Une analyse de puissance a été réalisée pour déterminer le nombre minimum de réponses à l’enquête requis par média en fonction de sa taille, sur la base de l’échantillon international de 365 entreprises de presse. Sur la base de cette analyse, nous avons inclus tous les médias qui contenaient au moins quatre questionnaires complétés dans les analyses pour les petites rédactions (moins de 50 journalistes), huit pour les rédactions de taille moyenne (50 à 200 journalistes), et au moins 12 pour les grandes rédactions (plus de 200 journalistes). En fin de compte, l’échantillon international valide était composé de 2 615 réponses à l’enquête provenant de 252 entreprises de presse. Au Canada, nous avons pu obtenir 113 questionnaires complétés pour les 12 sites d’étude inclus dans l’ensemble des données internationales.5Les sondages remplis par les journalistes du National Post, de la radio et de la télévision de la CBC n’ont pas été inclus dans l’ensemble des données internationales car ces médias n’avaient pas une taille d’échantillon suffisante pour répondre aux exigences de l’étude JRP. Ces enquêtes exclues pourront être utilisées dans de futures analyses uniquement nationales.
MESURES
L’équipe du projet Journalism Role Performance a conçu en collaboration 40 énoncés pour mesurer les rôles professionnels sur le plan de l’évaluation, en traduisant les indicateurs inclus dans notre analyse de contenu en pratiques de reportage que les journalistes devaient évaluer en termes d’importance. Ces déclarations sont présentées dans le tableau 2.
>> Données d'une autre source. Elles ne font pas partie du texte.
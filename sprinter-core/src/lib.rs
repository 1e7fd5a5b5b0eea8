//! Sprinter Core - multi-repository issue tracking
//!
//! This crate runs the same issue tracker query or write across a set of
//! repositories concurrently, merges the results and reports per-repository
//! failures next to the data instead of aborting.

pub mod cache;
pub mod config;
pub mod error;
pub mod fanout;
pub mod filter;
pub mod model;
pub mod network;
pub mod paginate;
pub mod repo;
pub mod repo_error;
pub mod secrets;
pub mod shape;
pub mod sprinter;
pub mod tracker;

#[cfg(test)]
mod testing;

pub use config::Config;
pub use error::{Error, Result};
pub use fanout::Batch;
pub use filter::{IssueFilter, IssueFormat, StateFilter};
pub use model::{
    Collaborator, Issue, ItemState, Label, LabelSpec, Milestone, MilestoneSpec, MilestoneUpdate,
    PullRequest,
};
pub use network::NetworkView;
pub use repo::RepoId;
pub use repo_error::RepoError;
pub use secrets::{Credentials, Secrets};
pub use shape::MilestoneGroups;
pub use sprinter::{Listing, Sprinter};
pub use tracker::{IssueTracker, Page, PageCursor, TrackerError, TrackerResult};
//! Issue and pull request listings

use crate::client::ListParams;
use crate::GitHubClient;
use sprinter_core::filter::ItemQuery;
use sprinter_core::{Issue, Page, PageCursor, PullRequest, RepoId, TrackerResult};
use tracing::debug;

impl GitHubClient {
    /// Fetch one page of issues
    pub async fn issue_page(
        &self,
        repo: &RepoId,
        query: &ItemQuery,
        cursor: Option<PageCursor>,
    ) -> TrackerResult<Page<Issue>> {
        debug!(repo = %repo, state = query.state.as_str(), "Listing issues");
        self.get_page(
            &Self::route(repo, "issues"),
            &ListParams::filtered(query),
            cursor,
        )
        .await
    }

    /// Fetch one page of pull requests
    pub async fn pull_request_page(
        &self,
        repo: &RepoId,
        query: &ItemQuery,
        cursor: Option<PageCursor>,
    ) -> TrackerResult<Page<PullRequest>> {
        debug!(repo = %repo, state = query.state.as_str(), "Listing pull requests");
        self.get_page(
            &Self::route(repo, "pulls"),
            &ListParams::filtered(query),
            cursor,
        )
        .await
    }
}
//! Milestone listing and writes

use crate::client::ListParams;
use crate::GitHubClient;
use sprinter_core::{
    Milestone, MilestoneSpec, MilestoneUpdate, Page, PageCursor, RepoId, TrackerResult,
};
use tracing::{debug, info};

impl GitHubClient {
    /// Fetch one page of open milestones
    pub async fn milestone_page(
        &self,
        repo: &RepoId,
        cursor: Option<PageCursor>,
    ) -> TrackerResult<Page<Milestone>> {
        debug!(repo = %repo, "Listing milestones");
        self.get_page(
            &Self::route(repo, "milestones"),
            &ListParams::plain(),
            cursor,
        )
        .await
    }

    pub async fn post_milestone(
        &self,
        repo: &RepoId,
        spec: &MilestoneSpec,
    ) -> TrackerResult<Milestone> {
        let created: Milestone = self.post(&Self::route(repo, "milestones"), spec).await?;
        info!(repo = %repo, number = created.number, title = %created.title, "Created milestone");
        Ok(created)
    }

    pub async fn patch_milestone(
        &self,
        repo: &RepoId,
        number: u64,
        update: &MilestoneUpdate,
    ) -> TrackerResult<Milestone> {
        let route = Self::route(repo, &format!("milestones/{}", number));
        let updated: Milestone = self.patch(&route, update).await?;
        info!(repo = %repo, number, state = updated.state.as_str(), "Updated milestone");
        Ok(updated)
    }
}
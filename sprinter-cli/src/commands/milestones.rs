//! Milestone commands

use chrono::{DateTime, Utc};
use clap::Args;
use sprinter_core::{Batch, Milestone, MilestoneSpec, MilestoneUpdate, Sprinter};

use super::report::{format_date, parse_due_date, print_errors};

/// List milestones grouped by title
pub async fn list(sprinter: &Sprinter) {
    let batch = sprinter.get_milestones().await;

    if batch.items.is_empty() {
        println!("No milestones found.");
    }
    for (title, milestones) in &batch.items {
        println!("{}", title);
        for milestone in milestones {
            println!(
                "  {} #{} ({}, {} open / {} closed)",
                milestone.repo,
                milestone.number,
                format_date(milestone.due_on),
                milestone.open_issues,
                milestone.closed_issues
            );
        }
    }

    print_errors(&batch.errors);
}

fn print_milestones(verb: &str, batch: &Batch<Vec<Milestone>>) {
    println!("{} {} milestone(s)", verb, batch.items.len());
    for milestone in &batch.items {
        println!(
            "  {} #{} {} ({})",
            milestone.repo,
            milestone.number,
            milestone.title,
            format_date(milestone.due_on)
        );
    }
    print_errors(&batch.errors);
}

/// Create a milestone in every repository
#[derive(Args, Debug)]
pub struct CreateMilestonesArgs {
    /// Milestone title
    pub title: String,

    /// Milestone description
    pub description: String,

    /// Due date (YYYY-MM-DD)
    #[arg(value_parser = parse_due_date)]
    pub due_on: DateTime<Utc>,
}

impl CreateMilestonesArgs {
    pub async fn execute(&self, sprinter: &Sprinter) {
        let spec = MilestoneSpec::new(&self.title)
            .with_description(&self.description)
            .with_due_on(self.due_on);
        print_milestones("Created", &sprinter.create_milestones(&spec).await);
    }
}

/// Rename a milestone, and optionally move its due date, everywhere
#[derive(Args, Debug)]
pub struct UpdateMilestonesArgs {
    /// Current milestone title
    pub title: String,

    /// New milestone title
    pub new_title: String,

    /// New due date (YYYY-MM-DD)
    #[arg(value_parser = parse_due_date)]
    pub due_on: Option<DateTime<Utc>>,
}

impl UpdateMilestonesArgs {
    fn update(&self) -> MilestoneUpdate {
        MilestoneUpdate {
            title: Some(self.new_title.clone()),
            due_on: self.due_on,
            ..Default::default()
        }
    }

    pub async fn execute(&self, sprinter: &Sprinter) {
        let batch = sprinter.update_milestones(&self.title, &self.update()).await;
        print_milestones("Updated", &batch);
    }
}

/// Close a milestone everywhere
#[derive(Args, Debug)]
pub struct CloseMilestonesArgs {
    /// Milestone title
    pub title: String,
}

impl CloseMilestonesArgs {
    pub async fn execute(&self, sprinter: &Sprinter) {
        print_milestones("Closed", &sprinter.close_milestones(&self.title).await);
    }
}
L’objectif n’était pas de produire des inférences statistiques à la population plus large des journalistes concernant la conception des rôles, mais bien d’examiner l’écart entre les idéaux et la pratique. Afin d’analyser l’ampleur et la direction des écarts entre les perceptions des journalistes et la performance des rôles, nous avons d’abord calculé le score moyen des journalistes en fonction de leurs réponses aux questions de l’enquête représentant chaque rôle. Nous avons ensuite calculé le score moyen de la performance du rôle pour chaque média en ce qui concerne chaque rôle, en considérant tous les reportages de chaque média spécifique, puis nous avons comparé les résultats.
Étant donné que l’échelle utilisée pour mesurer la performance des rôles (0-1) était différente de celle utilisée pour mesurer la conception des rôles et la mise en œuvre perçue des rôles (1-5), nous avons recodé les scores moyens pour la conception des rôles (allant de 1 à 5) en échelles de 0 à 1. Enfin, nous avons calculé les différences absolues entre les deux en soustrayant le score moyen de la mise en œuvre des rôles de chaque média du score moyen de la conception des rôles des journalistes.
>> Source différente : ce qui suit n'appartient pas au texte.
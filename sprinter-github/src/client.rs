//! GitHub API client using octocrab

use crate::error::tracker_error;
use crate::{Error, Result};
use octocrab::Octocrab;
use serde::de::DeserializeOwned;
use serde::Serialize;
use sprinter_core::filter::ItemQuery;
use sprinter_core::{Credentials, Page, PageCursor, RepoId, TrackerResult};
use tracing::{debug, info};

/// Page size requested from every listing endpoint
pub(crate) const PER_PAGE: u8 = 100;

/// Query string of a listing request
#[derive(Debug, Serialize)]
pub(crate) struct ListParams<'a> {
    #[serde(flatten)]
    query: Option<&'a ItemQuery>,
    per_page: u8,
}

impl<'a> ListParams<'a> {
    pub(crate) fn plain() -> Self {
        Self {
            query: None,
            per_page: PER_PAGE,
        }
    }

    pub(crate) fn filtered(query: &'a ItemQuery) -> Self {
        Self {
            query: Some(query),
            per_page: PER_PAGE,
        }
    }
}

/// GitHub API client shared by every monitored repository
pub struct GitHubClient {
    client: Octocrab,
    api_url: Option<String>,
}

impl GitHubClient {
    /// Create a client authenticated with `credentials`.
    ///
    /// `api_url` points the client at a GitHub Enterprise install; github.com
    /// is used when it is `None`.
    pub fn new(credentials: &Credentials, api_url: Option<&str>) -> Result<Self> {
        let mut builder = match credentials {
            Credentials::Token(token) => Octocrab::builder().personal_token(token.clone()),
            Credentials::Basic { username, password } => {
                Octocrab::builder().basic_auth(username.clone(), password.clone())
            }
        };

        if let Some(url) = api_url {
            builder = builder.base_uri(url).map_err(|e| Error::InvalidUrl {
                url: url.to_string(),
                reason: e.to_string(),
            })?;
        }

        let client = builder
            .build()
            .map_err(|e| Error::Auth(format!("Failed to create GitHub client: {}", e)))?;

        info!(api_url = api_url.unwrap_or("https://api.github.com"), "Created GitHub client");

        Ok(Self {
            client,
            api_url: api_url.map(str::to_string),
        })
    }

    /// API route of a repository resource, e.g. `/repos/org/name/labels`
    pub(crate) fn route(repo: &RepoId, resource: &str) -> String {
        format!("/repos/{}/{}/{}", repo.owner(), repo.name(), resource)
    }

    /// Fetch one page of a listing.
    ///
    /// Without a cursor the first page of `route` is requested with `params`.
    /// A cursor is the absolute `next` link GitHub returned, which already
    /// carries the query string.
    pub(crate) async fn get_page<T: DeserializeOwned>(
        &self,
        route: &str,
        params: &ListParams<'_>,
        cursor: Option<PageCursor>,
    ) -> TrackerResult<Page<T>> {
        let page: octocrab::Page<T> = match &cursor {
            Some(next) => {
                debug!(url = next.as_str(), "Following next page");
                self.client.get(next.as_str(), None::<&()>).await
            }
            None => {
                debug!(route, ?params, "Fetching first page");
                self.client.get(route, Some(params)).await
            }
        }
        .map_err(tracker_error)?;

        Ok(Page {
            items: page.items,
            next: page.next.map(|uri| PageCursor::new(uri.to_string())),
        })
    }

    pub(crate) async fn post<T: DeserializeOwned, B: Serialize + ?Sized>(
        &self,
        route: &str,
        body: &B,
    ) -> TrackerResult<T> {
        debug!(route, "POST");
        self.client.post(route, Some(body)).await.map_err(tracker_error)
    }

    pub(crate) async fn patch<T: DeserializeOwned, B: Serialize + ?Sized>(
        &self,
        route: &str,
        body: &B,
    ) -> TrackerResult<T> {
        debug!(route, "PATCH");
        self.client.patch(route, Some(body)).await.map_err(tracker_error)
    }
}

impl std::fmt::Debug for GitHubClient {
    fn fmt(&self, f: &mut std::fmt::Formatter<'_>) -> std::fmt::Result {
        f.debug_struct("GitHubClient")
            .field("api_url", &self.api_url)
            .finish_non_exhaustive()
    }
}
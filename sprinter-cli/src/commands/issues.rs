//! Issue and pull request listings

use clap::{Args, ValueEnum};
use sprinter_core::model::TrackedItem;
use sprinter_core::{Issue, IssueFilter, IssueFormat, Listing, PullRequest, Sprinter, StateFilter};

use super::report::{group_by, print_errors};

/// Milestone heading for issues without one
const BACKLOG: &str = "Backlog";

#[derive(Debug, Clone, Copy, ValueEnum)]
pub enum StateArg {
    Open,
    Closed,
    All,
}

impl From<StateArg> for StateFilter {
    fn from(state: StateArg) -> Self {
        match state {
            StateArg::Open => StateFilter::Open,
            StateArg::Closed => StateFilter::Closed,
            StateArg::All => StateFilter::All,
        }
    }
}

/// List issues across all repositories
#[derive(Args, Debug)]
pub struct IssuesArgs {
    /// Filter by state
    #[arg(short, long, default_value = "open")]
    pub state: StateArg,

    /// Only issues in the milestone with exactly this title
    #[arg(short, long)]
    pub milestone: Option<String>,

    /// Only issues assigned to this login
    #[arg(short, long)]
    pub assignee: Option<String>,

    /// Query only this repository (owner/name)
    #[arg(short, long)]
    pub repo: Option<String>,

    /// Show super issues with their subtasks
    #[arg(short, long)]
    pub network: bool,
}

impl IssuesArgs {
    fn filter(&self) -> IssueFilter {
        let mut filter = IssueFilter::default().with_state(self.state.into());
        if let Some(milestone) = &self.milestone {
            filter = filter.with_milestone(milestone);
        }
        if let Some(assignee) = &self.assignee {
            filter = filter.with_assignee(assignee);
        }
        if let Some(repo) = &self.repo {
            filter = filter.with_repo(repo);
        }
        if self.network {
            filter = filter.with_format(IssueFormat::Network);
        }
        filter
    }

    pub async fn execute(&self, sprinter: &Sprinter) -> anyhow::Result<()> {
        let batch = sprinter.get_issues(Some(&self.filter())).await?;

        match &batch.items {
            Listing::Network(view) => {
                for entry in &view.supers {
                    println!("{}", issue_line(&entry.issue));
                    for subtask in &entry.subtasks {
                        println!("    {}", issue_line(subtask));
                    }
                }
                if !view.singletons.is_empty() {
                    println!();
                    println!("Other issues:");
                    for issue in &view.singletons {
                        println!("  {}", issue_line(issue));
                    }
                }
            }
            Listing::List(issues) => print_by_milestone(issues),
        }

        if batch.items.is_empty() {
            println!("No issues found.");
        }
        print_errors(&batch.errors);
        Ok(())
    }
}

fn issue_line(issue: &Issue) -> String {
    let assignee = issue
        .assignee
        .as_ref()
        .map(|user| format!(" ({})", user.login))
        .unwrap_or_default();
    format!(
        "[{}] #{} {}{}  {}",
        issue.repo, issue.number, issue.title, assignee, issue.html_url
    )
}

/// Milestone first, then repository; most recent first within each
fn print_by_milestone(issues: &[Issue]) {
    let by_milestone = group_by(issues, |issue| {
        issue.milestone_title().unwrap_or(BACKLOG).to_string()
    });

    for (milestone, issues) in by_milestone {
        println!("{} ({})", milestone, issues.len());
        let by_repo = group_by(&issues, |issue| issue.repo.clone());
        for (repo, issues) in by_repo {
            println!("  {}", repo);
            for issue in issues {
                println!("    #{} {}", issue.number, issue.title);
            }
        }
        println!();
    }
}

/// List pull requests across all repositories
#[derive(Args, Debug)]
pub struct PrsArgs {
    /// Filter by state
    #[arg(short, long, default_value = "open")]
    pub state: StateArg,

    /// Only pull requests assigned to this login
    #[arg(short, long)]
    pub assignee: Option<String>,

    /// Query only this repository (owner/name)
    #[arg(short, long)]
    pub repo: Option<String>,
}

impl PrsArgs {
    pub async fn execute(&self, sprinter: &Sprinter) -> anyhow::Result<()> {
        let mut filter = IssueFilter::default().with_state(self.state.into());
        if let Some(assignee) = &self.assignee {
            filter = filter.with_assignee(assignee);
        }
        if let Some(repo) = &self.repo {
            filter = filter.with_repo(repo);
        }

        let batch = sprinter.get_pull_requests(Some(&filter)).await?;
        let prs = batch.items.items();

        if prs.is_empty() {
            println!("No pull requests found.");
        }
        for (repo, prs) in group_by(prs, |pr| pr.repo.clone()) {
            println!("{} ({})", repo, prs.len());
            for pr in prs {
                println!("  {}", pr_line(pr));
            }
        }

        print_errors(&batch.errors);
        Ok(())
    }
}

fn pr_line(pr: &PullRequest) -> String {
    let draft = if pr.draft { " [draft]" } else { "" };
    let branch = pr
        .head
        .as_ref()
        .map(|head| format!(" <{}>", head.ref_field))
        .unwrap_or_default();
    format!("#{} {}{}{}", pr.number, pr.title, draft, branch)
}
pub mod http_client;
/// batchget - batch HTTP download/upload tool
///
/// Registers one transfer per URL with the coordinator, runs them serially
/// or in parallel over reqwest, and exits once every transfer has finished.
mod config;
mod workers;

use std::process::ExitCode;

use batchget_shared::network::event_channel;
use batchget_shared::TransferCoordinator;
use clap::Parser;
use tracing::{error, info, warn};

use config::{build_tasks, Args, RunConfig};
use workers::http_client::{ClientConfig, HttpNetworkClient};

#[tokio::main]
async fn main() -> ExitCode {
    // Load .env file
    dotenvy::dotenv().ok();

    // Initialize tracing
    tracing_subscriber::fmt()
        .with_env_filter(
            tracing_subscriber::EnvFilter::try_from_default_env()
                .unwrap_or_else(|_| "batchget=info,batchget_shared=info".into()),
        )
        .with_writer(std::io::stderr)
        .init();

    let args = Args::parse();

    match run(args).await {
        Ok(code) => code,
        Err(e) => {
            error!("{:#}", e);
            ExitCode::from(2)
        }
    }
}

async fn run(args: Args) -> anyhow::Result<ExitCode> {
    let config = RunConfig::from_args(args)?;

    config.prepare_output_dir()?;

    let (events, mut event_rx) = event_channel();
    let client = HttpNetworkClient::new(
        &ClientConfig {
            user_agent: config.user_agent.clone(),
            proxy: config.proxy.clone(),
        },
        events,
    )?;
    let shutdown = client.shutdown_signal();

    let mut coordinator =
        TransferCoordinator::new(client, config.mode, config.proxy_credentials.clone());

    let built = build_tasks(&config);
    for task in built.tasks {
        coordinator.register_transfer(task);
    }

    info!(
        "Starting {} transfer(s) in {} mode",
        coordinator.transfers().len(),
        coordinator.mode()
    );
    coordinator.run(&mut event_rx).await;

    if !*shutdown.borrow() {
        warn!("Stopped with {} transfer(s) unfinished", coordinator.transfers().len());
    }

    for task in coordinator.history() {
        match &task.error {
            None => info!(
                "{} {} {} ({} bytes)",
                task.status,
                task.direction.as_str(),
                task.request.url,
                task.transferred
            ),
            Some(e) if e.is_auth_failure() => warn!(
                "{} {} {}: {} (check the supplied credentials)",
                task.status,
                task.direction.as_str(),
                task.request.url,
                e
            ),
            Some(e) => warn!(
                "{} {} {}: {}",
                task.status,
                task.direction.as_str(),
                task.request.url,
                e
            ),
        }
    }

    let stats = coordinator.stats();
    info!(
        "{} succeeded, {} failed, {} skipped, {} bytes",
        stats.completed, stats.failed, built.skipped, stats.bytes
    );

    if config.summary_json {
        println!("{}", stats.to_json()?);
    }

    let clean = stats.failed == 0 && built.skipped == 0 && coordinator.transfers().is_empty();
    Ok(if clean { ExitCode::SUCCESS } else { ExitCode::FAILURE })
}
Il convient de noter que les valeurs absolues des scores d’écart ne devraient pas être interprétées en tant que telles. L’analyse se concentre sur les tailles et les directions relatives de ces écarts, ainsi que sur les facteurs qui augmentent ou diminuent les écarts entre les perceptions des journalistes et les performances moyennes de leurs entreprises de presse. De même, l’écart est défini comme la différence entre deux variables. Ainsi, les facteurs qui réduisent l’écart peuvent le faire en augmentant la performance de ce rôle ou en diminuant la priorité que lui accordent les journalistes (Mellado, 2020).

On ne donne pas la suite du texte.